K0CRX Rating: 5/5 Aug 12, 2008 10:27 Send this review to a friend
Good, solid radio!  Time owned: more than 12 months
I bought mine used on eBay about 8 years ago. Later, I added the big knob (ya gotta have at least one knob or it just is not a radio!!). I use it regularly, zero problems, I love it. BTW, I love my ol' Paragon, too!

73,
Mike
K 0 Collects Radios eXclusively
 
KI4DWO Rating: 5/5 Feb 24, 2008 07:12 Send this review to a friend
Love it  Time owned: more than 12 months
Forget spending thousand on a SDR etc this radio works great with the NP4Y software you can do all as the big gun rigs. Have the 2 mtr and 6 mtr transverters HAVE A COMPLETE SHACK.
 
KE7BRJ Rating: 5/5 Feb 24, 2005 01:52 Send this review to a friend
Great rig!  Time owned: 3 to 6 months
Every one else has already gone over the specs. I can't find anything wrong with mine. N4PY software, remote dial and internal tuner make this an awesome rig.
 
W3PH Rating: 4/5 Feb 13, 2005 13:20 Send this review to a friend
Definitely fun, if not a 'serious' radio  Time owned: more than 12 months
The Pegasus is a lot of fun - I like it enough that I got a 2nd one to use as a standby rig at my 2nd QTH. It definitely falls short of 'competition grade' but I've used it in several CW contests and it has performed well.

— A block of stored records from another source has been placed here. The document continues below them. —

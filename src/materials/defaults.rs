//! Built-in material mapping used until the user saves their own.

use crate::materials::types::{MaterialMapping, MaterialRecord};

/// Returns the built-in mapping for flat-colored kitchen exports.
pub fn default_mapping() -> MaterialMapping {
    [
        MaterialRecord::new("yellow", "#FFD700")
            .with_name("Yellow Mapping")
            .with_material("Matte White Sprayed MDF")
            .with_finish("Matte")
            .with_color_code("#f8f8f8"),
        MaterialRecord::new("green", "#008000")
            .with_name("Green Mapping")
            .with_material("Light Walnut Veneer")
            .with_finish("Satin")
            .with_color_code("#a67c52"),
        MaterialRecord::new("orange", "#FFA500")
            .with_name("Orange Mapping")
            .with_material("Carrara Marble")
            .with_pattern("Light Veins")
            .with_finish("Polished"),
        MaterialRecord::new("purple", "#800080")
            .with_name("Purple Mapping")
            .with_component("Oven")
            .with_extra("style", "Black Glass + Stainless Steel"),
        MaterialRecord::new("lightblue", "#ADD8E6")
            .with_name("Light Blue Mapping")
            .with_component("Wine Fridge")
            .with_extra("door", "Glass")
            .with_extra("frame", "Black"),
        MaterialRecord::new("black", "#000000")
            .with_name("Black Mapping")
            .with_component("Induction Cooktop"),
        MaterialRecord::new("grey", "#808080")
            .with_name("Grey Mapping")
            .with_component("Sink + Black Tap"),
    ]
    .into_iter()
    .collect()
}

I have no nearby ham or AM broadcast neighbors, so the Peg's mediocre specs aren't a big hindrance for me.

Pros:

+It's small, can fit under desk/table
+Lots of filtering choices
+Clean cw keying (with correct compensation - see below)
+Great QSK
+Good audio, both tx and rx
+N4PY software is fantastic and doesn't need a fancy PC - I'm using an old 300 Mhz Pentium laptop
+Have had 3 failures, but construction of the Peg is such that I've been able to fix the problems myself (finals, band-selection relays) despite lack of schematics or service info
+Remote encoder (a must-have) has buttons that N4PY software lets you use for just about any function you want, giving you great control-ability if you can remember what function you assigned to which button

Cons:

-blew finals in one when feedline developed an intermittent connection - no foldback (N4PY software handles high SWR foldback but it didn't help in this case).
-Both of my Pegs have developed bad relays (one on 160, the other on 40)
-DSP is nice, but ultimate selectivity nowhere near as good as cascaded xtal filters
-needs a good bit of keying compensation on CW - with the proper keyer this is no trouble, but is annoying
-TenTec has abandoned the radio firmware-wise - final firmware was released 6/25/2003 - it works well enough with the most recent firmware, but the promise of upgradeability is hollow. Firmware upgrades for the Jupiter appear to have been dropped as well (most recent is 11/14/2003, and the Jupiter is still in production) - I'm considering an Orion but am nervous that they'll drop firmware upgrades for that too when the next project comes along.
-TenTec control software rates maybe a 3 out of 5 - not a big problem what with N4PY software, but without N4PY the radio wouldn't be nearly as nice. Odd that TenTec doesn't acknowledge N4PY (or CallsignSoftware, etc.) on their web site.
-No speaker jack - what's with that?
-Manual definitely an afterthought. No schematic or alignment info.
-TenTec desk mike built like a toy - fortunately, Heil, etc. have alternatives

I've gone back to using my TS-940SATs for DX chasing and contesting (cascaded Inrad filters make these great rigs), but I do use the Pegs for variety and have had a lot of fun with them.
 
N6JSX Rating: 4/5 Feb 13, 2005 09:20 Send this review to a friend
OK- butttttttt  Time owned: 0 to 3 months
I just got a Peg and overall "I like it" but I find a number of dumb issues with the Peg - TT support is questionable.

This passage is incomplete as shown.